▶ _Prompt_: For each line below that contains the string "release", copy that line.

[Extracted data entries]
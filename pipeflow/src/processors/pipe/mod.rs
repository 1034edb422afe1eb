//! Decorators of the pipe processor chain, innermost first.

mod core_processor;
mod exception;
mod input_output;
mod limit;
mod locker;
mod logging;
mod monitoring;
mod size_check;
mod track_previous;
mod transaction;

pub use core_processor::CorePipeProcessor;
pub use exception::ExceptionHandlingPipeProcessor;
pub use input_output::InputOutputPipeProcessor;
pub use limit::LimitingPipeProcessor;
pub use locker::LockerPipeProcessor;
pub use logging::LoggingPipeProcessor;
pub use monitoring::MonitoringPipeProcessor;
pub use size_check::SizeCheckPipeProcessor;
pub use track_previous::{TrackPreviousPipeProcessor, PREVIOUS_PIPE_KEY};
pub use transaction::TransactionPipeProcessor;
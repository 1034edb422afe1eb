//! Benchmarks for pipeline execution.

use criterion::{black_box, criterion_group, criterion_main, Criterion};
use std::sync::Arc;

use pipeflow::events::NoOpEventSink;
use pipeflow::observability::NoOpStatistics;
use pipeflow::prelude::*;
use pipeflow::testing::{CountingPipe, EchoPipe};

fn services() -> Arc<EngineServices> {
    Arc::new(
        EngineServices::default()
            .with_events(Arc::new(NoOpEventSink))
            .with_statistics(Arc::new(NoOpStatistics)),
    )
}

fn linear_pipeline(name: &str, length: usize) -> PipeLine {
    (0..length)
        .fold(PipeLine::builder(name), |builder, i| {
            builder.with_pipe(PipeSpec::new(EchoPipe::new(format!("pipe-{i}"))))
        })
        .build()
        .unwrap_or_else(|e| panic!("invalid bench pipeline: {e}"))
}

fn pipeline_benchmark(c: &mut Criterion) {
    let runtime = tokio::runtime::Runtime::new().unwrap_or_else(|e| panic!("no runtime: {e}"));

    let single = Adapter::new(linear_pipeline("single", 1), services());
    c.bench_function("single_pipe", |b| {
        b.iter(|| runtime.block_on(single.process(black_box("hello"))));
    });

    let ten = Adapter::new(linear_pipeline("ten", 10), services());
    c.bench_function("ten_pipes", |b| {
        b.iter(|| runtime.block_on(ten.process(black_box("hello"))));
    });

    let cached = Adapter::new(
        PipeLine::builder("cached")
            .with_pipe(PipeSpec::new(CountingPipe::new("upper")))
            .with_cache(Arc::new(InMemoryCache::new("bench")))
            .build()
            .unwrap_or_else(|e| panic!("invalid bench pipeline: {e}")),
        services(),
    );
    c.bench_function("cache_hit", |b| {
        b.iter(|| runtime.block_on(cached.process(black_box("hello"))));
    });

    let limited = Adapter::new(
        PipeLine::builder("limited")
            .with_pipe(
                PipeSpec::new(EchoPipe::new("echo"))
                    .with_settings(PipeSettings::new().with_max_threads(4)),
            )
            .with_transaction(Propagation::Required, None)
            .build()
            .unwrap_or_else(|e| panic!("invalid bench pipeline: {e}")),
        services(),
    );
    c.bench_function("limited_transactional_pipe", |b| {
        b.iter(|| runtime.block_on(limited.process(black_box("hello"))));
    });
}

criterion_group!(benches, pipeline_benchmark);
criterion_main!(benches);
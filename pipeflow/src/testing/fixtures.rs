//! Test fixtures for pipeline testing.

use async_trait::async_trait;
use parking_lot::Mutex;
use std::sync::atomic::{AtomicUsize, Ordering};
use std::sync::Arc;

use crate::config::EngineConfig;
use crate::core::PipeLineSession;
use crate::errors::{LockerError, TransactionError};
use crate::events::CollectingEventSink;
use crate::observability::InMemoryStatistics;
use crate::pipeline::{Adapter, PipeLine};
use crate::resources::{
    LockToken, Locker, TransactionDefinition, TransactionHandle, TransactionManager,
};
use crate::services::EngineServices;

/// What happened to a transaction.
#[derive(Debug, Clone, Copy, PartialEq, Eq)]
pub enum TransactionEvent {
    /// The transaction was begun.
    Begin,
    /// The transaction was committed.
    Commit,
    /// The transaction was rolled back.
    Rollback,
}

/// One recorded transaction event.
#[derive(Debug, Clone, PartialEq, Eq)]
pub struct TransactionRecord {
    /// Owner name of the transaction.
    pub name: String,
    /// What happened.
    pub event: TransactionEvent,
    /// Whether the transaction was marked rollback-only at that moment.
    pub rollback_only: bool,
}

/// A transaction manager that records every call.
#[derive(Debug, Default)]
pub struct RecordingTransactionManager {
    records: Mutex<Vec<TransactionRecord>>,
}

impl RecordingTransactionManager {
    /// Creates an empty recorder.
    #[must_use]
    pub fn new() -> Self {
        Self::default()
    }

    /// Returns all records in call order.
    #[must_use]
    pub fn records(&self) -> Vec<TransactionRecord> {
        self.records.lock().clone()
    }

    /// Returns the records of one event type.
    #[must_use]
    pub fn records_of(&self, event: TransactionEvent) -> Vec<TransactionRecord> {
        self.records
            .lock()
            .iter()
            .filter(|r| r.event == event)
            .cloned()
            .collect()
    }

    fn record(&self, name: &str, event: TransactionEvent, rollback_only: bool) {
        self.records.lock().push(TransactionRecord {
            name: name.to_string(),
            event,
            rollback_only,
        });
    }
}

#[async_trait]
impl TransactionManager for RecordingTransactionManager {
    async fn begin(&self, definition: &TransactionDefinition) -> Result<TransactionHandle, TransactionError> {
        self.record(definition.name(), TransactionEvent::Begin, false);
        Ok(TransactionHandle::new(definition.name()))
    }

    async fn commit(&self, transaction: &TransactionHandle) -> Result<(), TransactionError> {
        self.record(transaction.name(), TransactionEvent::Commit, transaction.is_rollback_only());
        Ok(())
    }

    async fn rollback(&self, transaction: &TransactionHandle) -> Result<(), TransactionError> {
        self.record(transaction.name(), TransactionEvent::Rollback, transaction.is_rollback_only());
        Ok(())
    }
}

/// A locker that never hands out the lock.
#[derive(Debug)]
pub struct FailingLocker {
    object_id: String,
    error: Option<LockerError>,
    attempts: AtomicUsize,
}

impl FailingLocker {
    /// Creates a locker whose lock is always taken.
    #[must_use]
    pub fn new(object_id: impl Into<String>) -> Self {
        Self {
            object_id: object_id.into(),
            error: None,
            attempts: AtomicUsize::new(0),
        }
    }

    /// Fails acquisition with `error` instead.
    #[must_use]
    pub fn with_error(mut self, error: LockerError) -> Self {
        self.error = Some(error);
        self
    }

    /// Returns the number of acquisition attempts.
    #[must_use]
    pub fn attempts(&self) -> usize {
        self.attempts.load(Ordering::SeqCst)
    }
}

#[async_trait]
impl Locker for FailingLocker {
    fn object_id(&self) -> &str {
        &self.object_id
    }

    async fn acquire(&self, _session: &PipeLineSession) -> Result<Option<LockToken>, LockerError> {
        self.attempts.fetch_add(1, Ordering::SeqCst);
        match &self.error {
            Some(err) => Err(err.clone()),
            None => Ok(None),
        }
    }

    async fn release(&self, token: LockToken) -> Result<(), LockerError> {
        Err(LockerError::NotHeld {
            object_id: token.object_id().to_string(),
            token: token.token().to_string(),
        })
    }
}

/// Engine services wired to in-memory recorders.
#[derive(Debug, Clone)]
pub struct TestFixture {
    /// The services handed to adapters.
    pub services: Arc<EngineServices>,
    /// Collected monitoring events.
    pub events: Arc<CollectingEventSink>,
    /// Recorded measurements.
    pub statistics: Arc<InMemoryStatistics>,
    /// Recorded transactions.
    pub transactions: Arc<RecordingTransactionManager>,
}

impl Default for TestFixture {
    fn default() -> Self {
        Self::new()
    }
}

impl TestFixture {
    /// Creates a fixture with the default configuration.
    #[must_use]
    pub fn new() -> Self {
        Self::with_config(EngineConfig::default())
    }

    /// Creates a fixture with the given configuration.
    #[must_use]
    pub fn with_config(config: EngineConfig) -> Self {
        let events = Arc::new(CollectingEventSink::new());
        let statistics = Arc::new(InMemoryStatistics::new());
        let transactions = Arc::new(RecordingTransactionManager::new());
        let services = Arc::new(
            EngineServices::new(config)
                .with_events(events.clone())
                .with_statistics(statistics.clone())
                .with_transaction_manager(transactions.clone()),
        );
        Self {
            services,
            events,
            statistics,
            transactions,
        }
    }

    /// Creates an adapter for `pipeline` on these services.
    #[must_use]
    pub fn adapter(&self, pipeline: PipeLine) -> Adapter {
        Adapter::new(pipeline, Arc::clone(&self.services))
    }
}
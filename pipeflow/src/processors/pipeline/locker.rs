use async_trait::async_trait;
use std::sync::Arc;
use tracing::{info, warn};

use crate::core::{Message, PipeLineResult, PipeLineSession};
use crate::errors::{LockerError, PipeRunError};
use crate::pipeline::PipeLine;
use crate::processors::PipeLineProcessor;
use crate::resources::LockGuard;
use crate::services::EngineServices;

/// Holds the pipeline's lock for the whole invocation.
///
/// When the lock cannot be obtained the message is not processed and an empty
/// SUCCESS result is returned. An interrupted wait fails the invocation.
pub struct LockerPipeLineProcessor {
    next: Box<dyn PipeLineProcessor>,
}

impl LockerPipeLineProcessor {
    /// Wraps `next`.
    #[must_use]
    pub fn new(next: Box<dyn PipeLineProcessor>) -> Self {
        Self { next }
    }

    /// Chain layer constructor.
    #[must_use]
    pub fn layer(
        next: Box<dyn PipeLineProcessor>,
        _services: &Arc<EngineServices>,
    ) -> Box<dyn PipeLineProcessor> {
        Box::new(Self::new(next))
    }
}

#[async_trait]
impl PipeLineProcessor for LockerPipeLineProcessor {
    async fn process_pipeline(
        &self,
        pipeline: &PipeLine,
        message_id: &str,
        message: Message,
        session: &mut PipeLineSession,
    ) -> Result<PipeLineResult, PipeRunError> {
        let Some(locker) = pipeline.locker().cloned() else {
            return self.next.process_pipeline(pipeline, message_id, message, session).await;
        };

        let token = match locker.acquire(session).await {
            Ok(Some(token)) => token,
            Ok(None) => {
                info!(pipeline = %pipeline.name(), lock = %locker.object_id(), "could not obtain lock, message not processed");
                return Ok(PipeLineResult::success(Message::null()));
            }
            Err(err @ LockerError::Interrupted { .. }) => {
                return Err(PipeRunError::interrupted(format!(
                    "interrupted while obtaining lock [{}]",
                    locker.object_id()
                ))
                .with_source(err));
            }
            Err(err) => {
                warn!(pipeline = %pipeline.name(), error = %err, "could not obtain lock, message not processed");
                return Ok(PipeLineResult::success(Message::null()));
            }
        };

        let guard = LockGuard::new(locker, token);
        let result = self.next.process_pipeline(pipeline, message_id, message, session).await;

        if let Err(err) = guard.release().await {
            warn!(pipeline = %pipeline.name(), error = %err, "could not release lock");
        }
        result
    }
}
//! Decorators of the pipeline processor chain, innermost first.

mod cache;
mod core_processor;
mod input_output;
mod limit;
mod locker;
mod transaction;

pub use cache::CachePipeLineProcessor;
pub use core_processor::CorePipeLineProcessor;
pub use input_output::InputOutputPipeLineProcessor;
pub use limit::LimitingPipeLineProcessor;
pub use locker::LockerPipeLineProcessor;
pub use transaction::TransactionPipeLineProcessor;
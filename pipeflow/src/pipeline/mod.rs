//! Pipeline definition, building and execution.
//!
//! This module provides:
//! - The immutable [`PipeLine`] graph of pipes, forwards and exits
//! - [`PipeLineBuilder`] with validation and forward resolution
//! - The graph walk driven by the pipe processor chain
//! - [`Adapter`], the entry point that owns a pipeline and its processor chains

mod adapter;
mod builder;
mod walk;

#[cfg(test)]
mod integration_tests;

pub use adapter::{Adapter, AdapterStats, LastMessage};
pub use builder::PipeLineBuilder;

use std::collections::HashMap;
use std::fmt;
use std::sync::Arc;
use std::time::Duration;

use crate::core::PipeLineExit;
use crate::pipes::PipeSpec;
use crate::resources::{Cache, Locker, Propagation};

/// A configured graph of pipes.
///
/// Built once with [`PipeLineBuilder`] and shared read-only by every
/// invocation.
#[derive(Clone)]
pub struct PipeLine {
    name: String,
    pipes: Vec<PipeSpec>,
    pipe_index: HashMap<String, usize>,
    exits: Vec<PipeLineExit>,
    first_pipe: usize,
    input_validator: Option<PipeSpec>,
    output_validator: Option<PipeSpec>,
    input_wrapper: Option<PipeSpec>,
    output_wrapper: Option<PipeSpec>,
    cache: Option<Arc<dyn Cache>>,
    locker: Option<Arc<dyn Locker>>,
    max_threads: Option<usize>,
    transaction_attribute: Propagation,
    transaction_timeout: Option<Duration>,
    message_size_warn: Option<u64>,
    transform_null_message: Option<String>,
}

impl PipeLine {
    /// Starts building a pipeline.
    #[must_use]
    pub fn builder(name: impl Into<String>) -> PipeLineBuilder {
        PipeLineBuilder::new(name)
    }

    /// Returns the pipeline name.
    #[must_use]
    pub fn name(&self) -> &str {
        &self.name
    }

    /// Returns the pipes in declaration order.
    #[must_use]
    pub fn pipes(&self) -> &[PipeSpec] {
        &self.pipes
    }

    /// Returns the pipe at `index`.
    #[must_use]
    pub fn pipe(&self, index: usize) -> Option<&PipeSpec> {
        self.pipes.get(index)
    }

    /// Returns the pipe with the given name.
    #[must_use]
    pub fn find_pipe(&self, name: &str) -> Option<&PipeSpec> {
        self.pipe_index.get(name).and_then(|&i| self.pipes.get(i))
    }

    /// Returns the exits in declaration order.
    #[must_use]
    pub fn exits(&self) -> &[PipeLineExit] {
        &self.exits
    }

    /// Returns the exit at `index`.
    #[must_use]
    pub fn exit(&self, index: usize) -> Option<&PipeLineExit> {
        self.exits.get(index)
    }

    /// Returns the exit with the given name.
    #[must_use]
    pub fn find_exit(&self, name: &str) -> Option<&PipeLineExit> {
        self.exits.iter().find(|e| e.name() == name)
    }

    /// Returns the pipe the walk starts at.
    #[must_use]
    pub fn first_pipe(&self) -> &PipeSpec {
        &self.pipes[self.first_pipe]
    }

    pub(crate) fn first_pipe_index(&self) -> usize {
        self.first_pipe
    }

    /// Returns the input validator.
    #[must_use]
    pub fn input_validator(&self) -> Option<&PipeSpec> {
        self.input_validator.as_ref()
    }

    /// Returns the output validator.
    #[must_use]
    pub fn output_validator(&self) -> Option<&PipeSpec> {
        self.output_validator.as_ref()
    }

    /// Returns the input wrapper.
    #[must_use]
    pub fn input_wrapper(&self) -> Option<&PipeSpec> {
        self.input_wrapper.as_ref()
    }

    /// Returns the output wrapper.
    #[must_use]
    pub fn output_wrapper(&self) -> Option<&PipeSpec> {
        self.output_wrapper.as_ref()
    }

    /// Returns the result cache.
    #[must_use]
    pub fn cache(&self) -> Option<&Arc<dyn Cache>> {
        self.cache.as_ref()
    }

    /// Returns the pipeline locker.
    #[must_use]
    pub fn locker(&self) -> Option<&Arc<dyn Locker>> {
        self.locker.as_ref()
    }

    /// Returns the maximum number of concurrent invocations.
    #[must_use]
    pub fn max_threads(&self) -> Option<usize> {
        self.max_threads
    }

    /// Returns the transaction propagation.
    #[must_use]
    pub fn transaction_attribute(&self) -> Propagation {
        self.transaction_attribute
    }

    /// Returns the transaction timeout.
    #[must_use]
    pub fn transaction_timeout(&self) -> Option<Duration> {
        self.transaction_timeout
    }

    /// Returns the message size warning threshold, overriding the engine setting.
    #[must_use]
    pub fn message_size_warn(&self) -> Option<u64> {
        self.message_size_warn
    }

    /// Returns the replacement for empty input messages.
    #[must_use]
    pub fn transform_null_message(&self) -> Option<&str> {
        self.transform_null_message.as_deref()
    }

    /// Returns the statistics and limiter owner key of a pipe.
    #[must_use]
    pub fn pipe_owner(&self, pipe: &str) -> String {
        format!("{}/{pipe}", self.name)
    }
}

impl fmt::Debug for PipeLine {
    fn fmt(&self, f: &mut fmt::Formatter<'_>) -> fmt::Result {
        f.debug_struct("PipeLine")
            .field("name", &self.name)
            .field("pipes", &self.pipes.iter().map(PipeSpec::name).collect::<Vec<_>>())
            .field("exits", &self.exits)
            .field("first_pipe", &self.first_pipe().name())
            .field("max_threads", &self.max_threads)
            .field("transaction_attribute", &self.transaction_attribute)
            .finish_non_exhaustive()
    }
}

▶ _Output of the task_:
    async fn release(&self, token: LockToken) -> Result<(), LockerError> {
        if let Err(err) = guard.release().await {
            warn!(pipeline = %pipeline.name(), error = %err, "could not release lock");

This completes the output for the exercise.